Every line in the records below with the string "sorter" needs to be copied out.

§ **STUDY MATERIAL**
....
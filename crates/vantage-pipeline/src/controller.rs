//! Orchestrates batch classification, queueing, and lifecycle.

use crate::engine::RegistrationEngine;
use crate::registry::NodeRegistry;
use crate::sorter::ChangeBatchSorter;
use crate::worker::Worker;
use std::sync::Arc;
use tracing::{debug, info, warn};
use vantage_core::{
    AttrChange, ChangeRecord, ConfigTree, Handle, JobQueue, ManagementRegistry, NodeId, NodeKind,
    PipelineConfig, ProxyFactory, ReadinessGate, RegistrationJob, Result, VantageError,
};

/// Entry point of the registration pipeline.
///
/// Committing threads call [`on_change_batch_committed`]; the worker thread
/// owned here performs the actual registrations. All collaborators are
/// injected; the composition root that starts the server decides their
/// lifetime.
///
/// [`on_change_batch_committed`]: PipelineController::on_change_batch_committed
pub struct PipelineController {
    config: PipelineConfig,
    sorter: ChangeBatchSorter,
    engine: Arc<RegistrationEngine>,
    nodes: Arc<NodeRegistry>,
    queue: Arc<dyn JobQueue>,
    worker: Worker,
    gate: Arc<dyn ReadinessGate>,
    root: NodeId,
}

impl PipelineController {
    pub fn new(
        config: PipelineConfig,
        tree: Arc<dyn ConfigTree>,
        registry: Arc<dyn ManagementRegistry>,
        proxies: Arc<dyn ProxyFactory>,
        gate: Arc<dyn ReadinessGate>,
        queue: Arc<dyn JobQueue>,
        root: NodeId,
    ) -> Self {
        let nodes = Arc::new(NodeRegistry::new());
        let engine = Arc::new(RegistrationEngine::new(
            tree.clone(),
            registry,
            proxies,
            nodes.clone(),
            config.synthetic_name_prefix.clone(),
        ));

        Self {
            config,
            sorter: ChangeBatchSorter::new(tree),
            engine,
            nodes,
            queue: queue.clone(),
            worker: Worker::new(queue),
            gate,
            root,
        }
    }

    /// The live node registry, for lookups by embedding code.
    pub fn node_registry(&self) -> &Arc<NodeRegistry> {
        &self.nodes
    }

    /// Process one committed change batch.
    ///
    /// Structural work (removes, adds, and the synchronous waits of the
    /// anomaly path) completes before any attribute change is dispatched, so
    /// an attribute change never targets a node that is concurrently being
    /// bound for the first time.
    pub fn on_change_batch_committed(&self, batch: &[ChangeRecord]) {
        let sorted = self.sorter.sort(batch, &self.nodes);

        // Removes are applied immediately and synchronously; deferring them
        // would leave dangling handles in the external view.
        for node in &sorted.removes {
            self.engine.unregister(*node);
        }

        for node in &sorted.adds {
            // An add for a node that is already bound carries no new work;
            // the registration would be a no-op anyway.
            if self.nodes.is_registered(*node) {
                debug!(node = %node, "Skipping add for already registered node");
                continue;
            }
            self.queue.add(RegistrationJob::new(*node));
        }

        // Implicit adds carry a completion signal: the attribute change that
        // follows in program order needs the node to exist first.
        let mut pending_waits = Vec::with_capacity(sorted.implicit_adds.len());
        for node in &sorted.implicit_adds {
            let job = RegistrationJob::awaited(*node);
            pending_waits.push(job.done.clone());
            self.queue.add(job);
        }

        let depth = self.queue.len();
        if depth > self.config.queue_warn_depth {
            warn!(depth, "Pending registration queue is unusually deep");
        }

        for done in pending_waits {
            done.wait();
        }

        for change in &sorted.changes {
            self.dispatch_attribute_change(change);
        }
    }

    fn dispatch_attribute_change(&self, change: &AttrChange) {
        match self.nodes.proxy_of(change.node) {
            Some(proxy) => {
                if change.is_effective() {
                    proxy.attribute_changed(
                        &change.field,
                        change.old.as_deref(),
                        change.new.as_deref(),
                    );
                }
            }
            None => {
                // The queued registration may have failed or raced; register
                // on demand so the change is never applied to an untracked
                // node.
                warn!(
                    node = %change.node,
                    field = %change.field,
                    "Attribute change for unregistered node; registering on demand"
                );
                match self.engine.register_with_ancestors(change.node) {
                    Ok(_) => {
                        if let Some(proxy) = self.nodes.proxy_of(change.node) {
                            proxy.attribute_changed(
                                &change.field,
                                change.old.as_deref(),
                                change.new.as_deref(),
                            );
                        }
                    }
                    Err(e) => warn!(
                        node = %change.node,
                        cause = %e,
                        "On-demand registration failed; attribute change skipped"
                    ),
                }
            }
        }
    }

    /// Start the pipeline and block until it is ready.
    ///
    /// Waits for the external readiness gate, then for the initial backlog
    /// to drain, then resolves the pre-designated root node's handle. The
    /// root missing at that point is a fatal startup error.
    pub fn start(&self) -> Result<Handle> {
        self.worker
            .start(self.engine.clone(), &self.config.worker_thread_name)?;

        self.gate.await_ready();

        if !self
            .worker
            .initial_drain()
            .wait_timeout(self.config.startup_timeout())
        {
            return Err(VantageError::startup(
                "initial registration backlog was not drained within the startup timeout",
            ));
        }

        let handle = self.nodes.handle_of(self.root).ok_or_else(|| {
            VantageError::startup("root node is not registered after the initial drain")
        })?;

        self.gate.publish_ready(handle.clone());
        info!(root = %handle, "Registration pipeline started");
        Ok(handle)
    }

    /// Stop the pipeline. Idempotent; in-flight registrations complete.
    pub fn stop(&self) {
        self.gate.retract();
        self.worker.stop();
        info!("Registration pipeline stopped");
    }

    /// Pre-warm cached metadata for a node kind. Optional, non-blocking.
    pub fn register_kind(&self, kind: &NodeKind) {
        self.engine.register_kind(kind);
    }
}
....
§ **ANSWER SPACE**
use crate::sorter::ChangeBatchSorter;
    sorter: ChangeBatchSorter,
            sorter: ChangeBatchSorter::new(tree),
        let sorted = self.sorter.sort(batch, &self.nodes);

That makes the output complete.